CHARLOTTE, N.C. — Organizers pushing for new LGBT-inclusive changes to city non-discrimination ordinances say a lobbying push from a statewide anti-LGBT organization represents an “extreme” anti-LGBT view that doesn’t mirror the city or its residents.
The North Carolina Values Coalition, headed by anti-LGBT lobbyist Tami Fitzgerald, led the state’s 2012 anti-LGBT marriage amendment campaign. On Wednesday, they emailed supporters, telling them to speak out against proposals that would add, among other characteristics, sexual orientation and gender identity to four non-discrimination ordinances in Charlotte.
Fitzgerald’s group is primarily attacking transgender people, and alleging a public accommodations ordinance will lead to abuse.
“By passing this ordinance, the Charlotte City Council will put women and children in Charlotte in danger,” the email read.
Paige Dula, chair of Genderlines, a local transgender group, has been helping lead the push for ordinance changes. She says Fitzgerald is utilizing common scare tactics and prejudices.
“It’s certainly damaging on a personal level. It’s disheartening to hear these personal attacks,” Dula said. “It’s scary to have these types of people be so out against you.”
Restroom use was a sticking point among some Charlotte Council members when the proposals were briefly discussed on Monday, but LGBT advocates say transgender people are much more likely to be victimized, assaulted or harassed in restrooms — not the other way around.
“It is sometimes very dangerous for a transgender person,” Cathryn Oakley, state and local legal counsel for the Human Rights Campaign, told Council on Monday. “The potential threat is that they will be harassed in the bathroom. By passing this ordinance, what you’d be saying is that people should be allowed to use the restroom in peace, that this is a basic human function that people need to be able to do comfortably and safely.”
Staffers at the National Center for Transgender Equality told qnotes much the same thing on Monday, saying they hadn’t heard of a single documented case of harassment or abuse carried out by a transgender person in a public restroom.
Violence or discrimination directed toward transgender people, however, is often reported or visible — even in Charlotte.
Last spring, a transgender student at Central Piedmont Community College was harassed by campus security and then escorted off campus after using a restroom corresponding to her gender. (See an archive of those stories here.)
The North Carolina Values Coalition is urging their supporters, both inside and outside Charlotte, to contact Council members.

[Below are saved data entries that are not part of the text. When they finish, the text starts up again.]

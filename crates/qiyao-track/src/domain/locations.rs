//! The fixed table of named waypoints along the race track.
//!
//! Progress is an integer distance from the start (0) to the goal (120);
//! every integer progress value names exactly one waypoint. A faction's
//! location is always looked up from its progress and never cached.

use serde::Serialize;

/// Progress value of the starting sanctuary.
pub const START_PROGRESS: i32 = 0;

/// Progress value of the goal.
pub const GOAL_PROGRESS: i32 = 120;

/// Number of waypoints on the track (one per integer progress value).
pub const LOCATION_COUNT: usize = 121;

/// An immutable waypoint on the track.
#[derive(Debug, Clone, Copy, PartialEq, Eq, Serialize)]
pub struct Location {
    /// Progress value at which this waypoint sits.
    pub index: i32,
    /// Unique display name.
    pub name: &'static str,
    /// Short scene description handed to the narrator.
    pub description: &'static str,
}

impl Location {
    const fn new(index: i32, name: &'static str, description: &'static str) -> Self {
        Self {
            index,
            name,
            description,
        }
    }

    /// Returns `true` for the two sanctuary waypoints (start and goal).
    #[must_use]
    pub fn is_terminus(&self) -> bool {
        self.index == START_PROGRESS || self.index == GOAL_PROGRESS
    }
}

/// Clamps any raw progress value onto the track.
#[must_use]
pub fn clamp_progress(progress: i64) -> i32 {
    // The clamp guarantees the value fits.
    i32::try_from(progress.clamp(i64::from(START_PROGRESS), i64::from(GOAL_PROGRESS)))
        .unwrap_or(START_PROGRESS)
}

/// Returns the waypoint at `progress`, clamping out-of-range values to the
/// nearest end of the track.
#[must_use]
pub fn location_of(progress: i32) -> &'static Location {
    let index = usize::try_from(progress.clamp(START_PROGRESS, GOAL_PROGRESS)).unwrap_or(0);
    &LOCATIONS[index]
}

/// The full track, indexed by progress.
pub static LOCATIONS: [Location; LOCATION_COUNT] = [
    Location::new(0, "Seven Luminaries Hall", "The mustering hall where the seven sects gather before setting out."),
    Location::new(1, "Hall Gate Stele", "A weathered stele marking the last stone of the hall's forecourt."),
    Location::new(2, "Pine Wind Path", "A narrow trail where the wind hisses through old pines."),
    Location::new(3, "Stone Lion Bridge", "An arched bridge guarded by two moss-covered stone lions."),
    Location::new(4, "Willow Ferry", "A ferry landing shaded by drooping willows and a sleepy boatman."),
    Location::new(5, "Apricot Blossom Village", "A farming hamlet known for its apricot wine."),
    Location::new(6, "Old Post Road", "A rutted imperial road worn deep by centuries of carts."),
    Location::new(7, "Ten-Li Pavilion", "A roadside pavilion where travellers traditionally say farewell."),
    Location::new(8, "Fallen Goose Slope", "A grassy slope where migrating geese come down to rest."),
    Location::new(9, "Broken Bell Temple", "A half-ruined temple whose great bell lies cracked in the yard."),
    Location::new(10, "Green Bamboo Grove", "A dense grove where sunlight falls in thin green shafts."),
    Location::new(11, "Mountain God Shrine", "A tiny shrine to the mountain god, incense long gone cold."),
    Location::new(12, "Clear Stream Ford", "A shallow ford over pebbles clear enough to count."),
    Location::new(13, "Red Dust Inn", "A busy inn where rumours are cheaper than the rice."),
    Location::new(14, "Iron Chain Gorge", "A gorge crossed only by two rusted iron chains."),
    Location::new(15, "Hanging Cliff Path", "A plank walkway pinned to the face of a sheer cliff."),
    Location::new(16, "Crane Return Peak", "A lonely peak where white cranes roost at dusk."),
    Location::new(17, "White Cloud Monastery", "A monastery wrapped in cloud for most of the year."),
    Location::new(18, "Misty Valley", "A valley where morning fog lingers until noon."),
    Location::new(19, "Three Forks Crossroads", "Three roads meet beneath a crooked signpost."),
    Location::new(20, "Wolf Howl Ridge", "A bare ridge where wolves call to each other at night."),
    Location::new(21, "Abandoned Fortress", "The crumbling walls of a frontier fort nobody mans."),
    Location::new(22, "Thousand-Step Stair", "A stone stairway carved straight up the mountainside."),
    Location::new(23, "Jade Spring", "A spring of pale green water said to sharpen the mind."),
    Location::new(24, "Lotus Pond Town", "A canal town ringed with lotus ponds."),
    Location::new(25, "Black Pine Forest", "A dark forest where even woodcutters keep to the path."),
    Location::new(26, "Dragon Vein Cave", "A cave whose walls glitter with veins of quartz."),
    Location::new(27, "Moon Gate Pass", "A pass framed by a natural stone arch shaped like a full moon."),
    Location::new(28, "Autumn Maple Hill", "A hillside blazing red with maple leaves."),
    Location::new(29, "Old Tea House", "A tea house run by the same family for nine generations."),
    Location::new(30, "Riverside Market", "A floating market of sampans trading fish and silk."),
    Location::new(31, "Twin Dragon Bridge", "A double bridge whose railings are carved with coiling dragons."),
    Location::new(32, "Ancient Battlefield", "A plain still littered with rusted arrowheads."),
    Location::new(33, "Windswept Plateau", "A high plateau with nothing to break the wind."),
    Location::new(34, "Hermit's Hut", "A reed hut belonging to a hermit who is never at home."),
    Location::new(35, "Pearl River Wharf", "A wharf crowded with pearl divers and their buyers."),
    Location::new(36, "Drunken Immortal Tavern", "A tavern claiming an immortal once slept under its table."),
    Location::new(37, "Sword Tomb Valley", "A valley where fallen swordsmen's blades are planted in the earth."),
    Location::new(38, "Plum Blossom Manor", "A scholar's manor with a famous winter plum garden."),
    Location::new(39, "Echo Canyon", "A canyon that repeats every word seven times."),
    Location::new(40, "Silver Waterfall", "A tall ribbon of water that shines silver at dawn."),
    Location::new(41, "Bandit Stronghold", "A palisade on the hill flying a tattered black banner."),
    Location::new(42, "Whispering Reeds", "A marsh of reeds that rustle as if speaking."),
    Location::new(43, "Stone Forest", "A maze of limestone pillars taller than houses."),
    Location::new(44, "Ghost Lantern Village", "A village where lanterns are lit for the dead every night."),
    Location::new(45, "Cold Pool Hermitage", "A hermitage beside a pool that never thaws."),
    Location::new(46, "Purple Bamboo Court", "A walled courtyard of rare purple bamboo."),
    Location::new(47, "Salt Merchants' Camp", "A guarded camp of salt caravans waiting out the road."),
    Location::new(48, "Tiger Leap Gorge", "A gorge narrow enough that a tiger could leap across."),
    Location::new(49, "Green Lantern Pagoda", "A nine-storey pagoda with a green lamp burning at its top."),
    Location::new(50, "Rain Flower Terrace", "A terrace where petals fall like rain in spring."),
    Location::new(51, "Withered Wood Ridge", "A ridge of dead trees bleached white by lightning."),
    Location::new(52, "Floating Bridge", "A bridge of lashed boats that sways with the current."),
    Location::new(53, "Heron Marsh", "A marsh full of grey herons standing motionless."),
    Location::new(54, "Eagle Nest Cliff", "A cliff topped by a nest the size of a cart."),
    Location::new(55, "Ten Thousand Buddha Caves", "Caves whose walls are carved with countless small buddhas."),
    Location::new(56, "Cloud Sea Platform", "A stone platform above a sea of cloud."),
    Location::new(57, "Sunset Pavilion", "A pavilion built to watch the sun sink into the hills."),
    Location::new(58, "Lone Star Garrison", "A garrison of a dozen tired soldiers and one watchfire."),
    Location::new(59, "Broken Sword Cliff", "A cliff where a legendary duel shattered both blades."),
    Location::new(60, "Halfway Pagoda", "A squat pagoda said to stand exactly halfway to Yunmeng."),
    Location::new(61, "Peach Blossom Ferry", "A ferry crossing lined with peach trees."),
    Location::new(62, "Imperial Courier Station", "A relay station where couriers change horses."),
    Location::new(63, "Frost Peak", "A peak capped with frost even in summer."),
    Location::new(64, "Yellow Sand Crossing", "A stretch of drifting yellow sand between two rivers."),
    Location::new(65, "Nine-Bend Stream", "A stream that winds back on itself nine times."),
    Location::new(66, "Hidden Dragon Pool", "A deep pool where fishermen refuse to cast their nets."),
    Location::new(67, "Copper Bell Monastery", "A monastery whose copper bells ring without wind."),
    Location::new(68, "Mirror Lake", "A lake so still it doubles the mountains."),
    Location::new(69, "Rusted Spear Field", "A field where old spears stand in rows like wheat."),
    Location::new(70, "Crimson Cliff", "A cliff of red rock that glows at sunset."),
    Location::new(71, "Shattered Stele Forest", "A grove of broken steles bearing half-erased poems."),
    Location::new(72, "Bell Tower Town", "A market town ruled by the hours of its bell tower."),
    Location::new(73, "Serpent Path", "A path that coils around the hill like a snake."),
    Location::new(74, "Fragrant Hill", "A hill covered in wild osmanthus."),
    Location::new(75, "Nameless Grave Mound", "A grassy mound with no marker and no visitors."),
    Location::new(76, "Canal Lock Town", "A town built around a great wooden canal lock."),
    Location::new(77, "Falling Star Valley", "A valley with a crater where a star once fell."),
    Location::new(78, "Silk Road Inn", "A caravanserai full of foreign tongues and camels."),
    Location::new(79, "Thunder Gate", "A pass where thunder rolls even under clear skies."),
    Location::new(80, "Vulture Peak", "A peak circled day and night by vultures."),
    Location::new(81, "Reed Catkin Shore", "A shore white with drifting reed catkins."),
    Location::new(82, "Ironwood Stockade", "A stockade of ironwood logs guarding the river road."),
    Location::new(83, "Sleeping Buddha Hill", "A hill whose outline resembles a reclining buddha."),
    Location::new(84, "Smoke Rain Pavilion", "A pavilion by the lake, often lost in fine rain."),
    Location::new(85, "Deer Park", "A royal hunting park long abandoned to the deer."),
    Location::new(86, "Blood Oath Altar", "An altar where sworn brothers once mixed their blood."),
    Location::new(87, "Riverbend Orchard", "An orchard in the crook of a slow river."),
    Location::new(88, "Bronze Cauldron Hall", "A hall housing a bronze cauldron older than the dynasty."),
    Location::new(89, "Seven-Star Bridge", "A bridge of seven spans laid out like the Dipper."),
    Location::new(90, "Bamboo Raft Landing", "A landing where rafts are lashed for the journey downstream."),
    Location::new(91, "Dark Wind Cave", "A cave that breathes cold wind from deep below."),
    Location::new(92, "Camphor Tree Village", "A village gathered under one enormous camphor tree."),
    Location::new(93, "Frozen River", "A river whose surface freezes hard enough to walk on."),
    Location::new(94, "Golden Roof Temple", "A temple whose gilded roof can be seen for miles."),
    Location::new(95, "Poison Mist Swamp", "A swamp whose yellow mist sickens the unwary."),
    Location::new(96, "Kingfisher Isle", "A small isle flashing with kingfisher feathers."),
    Location::new(97, "Stone Gate Barrier", "A customs barrier cut through solid rock."),
    Location::new(98, "Flowing Cloud Gorge", "A gorge where clouds pour through like a river."),
    Location::new(99, "Hidden Arrow Ravine", "A ravine notorious for ambushes."),
    Location::new(100, "Lakeside Watchtower", "A watchtower overlooking the great lake."),
    Location::new(101, "Heavenly Pillar Peak", "A needle of rock rising straight into the clouds."),
    Location::new(102, "Rolling Thunder Rapids", "Rapids loud enough to drown out speech."),
    Location::new(103, "Dusk Bell Abbey", "An abbey whose evening bell carries across the water."),
    Location::new(104, "Fisherman's Shoal", "A shoal crowded with cormorant fishermen."),
    Location::new(105, "Wild Goose Marsh", "A marsh where wild geese nest in their thousands."),
    Location::new(106, "Ruined Palace", "The toppled pillars of a forgotten prince's palace."),
    Location::new(107, "Emerald Screen Cliffs", "Green cliffs that rise like a folding screen."),
    Location::new(108, "Mist-Veiled Ferry", "A ferry whose far bank is never visible."),
    Location::new(109, "Ancestral Shrine Village", "A village built around its clan's ancestral shrine."),
    Location::new(110, "Reed Maze", "A labyrinth of tall reeds where paths shift with the tide."),
    Location::new(111, "Dragon Scale Bridge", "A bridge paved with overlapping slate like dragon scales."),
    Location::new(112, "Stormwatch Tower", "A tower where signal fires warn of storms on the marsh."),
    Location::new(113, "Lotus Root Flats", "Mud flats where farmers dig for lotus root."),
    Location::new(114, "Last Inn Before the Marsh", "The final inn; beyond it there are no more roofs."),
    Location::new(115, "Sunken Temple", "A temple half-swallowed by the marsh."),
    Location::new(116, "Marsh Edge Causeway", "A raised causeway running into the reeds."),
    Location::new(117, "Floating Lantern Shoals", "Shoals where lanterns drift on the black water."),
    Location::new(118, "Heart of the Reeds", "Deep in the marsh, where the reeds close overhead."),
    Location::new(119, "Gate of Yunmeng", "Two great stone pillars standing alone in the water."),
    Location::new(120, "Yunmeng Marsh", "The goal: the marsh where the legendary blade Nilin awaits."),
];

#[cfg(test)]
mod tests {
    use super::*;
    use std::collections::HashSet;

    #[test]
    fn test_table_indices_match_positions() {
        for (position, location) in LOCATIONS.iter().enumerate() {
            assert_eq!(usize::try_from(location.index).unwrap(), position);
        }
    }

    #[test]
    fn test_names_are_unique() {
        let names: HashSet<&str> = LOCATIONS.iter().map(|l| l.name).collect();
        assert_eq!(names.len(), LOCATION_COUNT);
    }

    #[test]
    fn test_out_of_range_progress_clamps() {
        assert_eq!(location_of(-15), location_of(0));
        assert_eq!(location_of(500), location_of(GOAL_PROGRESS));
        assert_eq!(location_of(i32::MIN).index, 0);
        assert_eq!(location_of(i32::MAX).index, GOAL_PROGRESS);
    }

    #[test]
    fn test_lookup_equals_lookup_of_clamped_progress() {
        for raw in -200_i64..=320 {
            let clamped = clamp_progress(raw);
            let direct = location_of(i32::try_from(raw).unwrap());
            assert_eq!(direct, location_of(clamped));
        }
    }

    #[test]
    fn test_lookup_is_monotonic() {
        let mut previous = location_of(START_PROGRESS).index;
        for progress in START_PROGRESS..=GOAL_PROGRESS {
            let index = location_of(progress).index;
            assert!(index >= previous);
            previous = index;
        }
    }

    #[test]
    fn test_termini() {
        assert!(location_of(0).is_terminus());
        assert!(location_of(120).is_terminus());
        assert!(!location_of(60).is_terminus());
    }
}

“This ordinance absolutely must be stopped. Even if you don’t live in Charlotte, please take action today,” the group said. “People from across the state need to wake up and take a stand against the City Council of Charlotte and the Human Rights Campaign.”
Dula doesn’t think the Values Coalition or their supporters will have much effect on the proposed ordinances.
“I don’t think this extra lobbying will sway anyone on Council,” she said. “I think [Council members] have pretty much decided which way they are going to vote.”
Cameron Joyce, president of Mecklenburg County’s LGBT Democratic caucus, agrees with Dula, and says the Values Coalition doesn’t represent the city, calling them the “extreme anti-LGBT religious right.”
“I don’t think they represent the majority of our city and where our city is on LGBT rights and on these ordinances,” Joyce said.
Joyce wants LGBT community members and straight allies to also contact their Council representatives.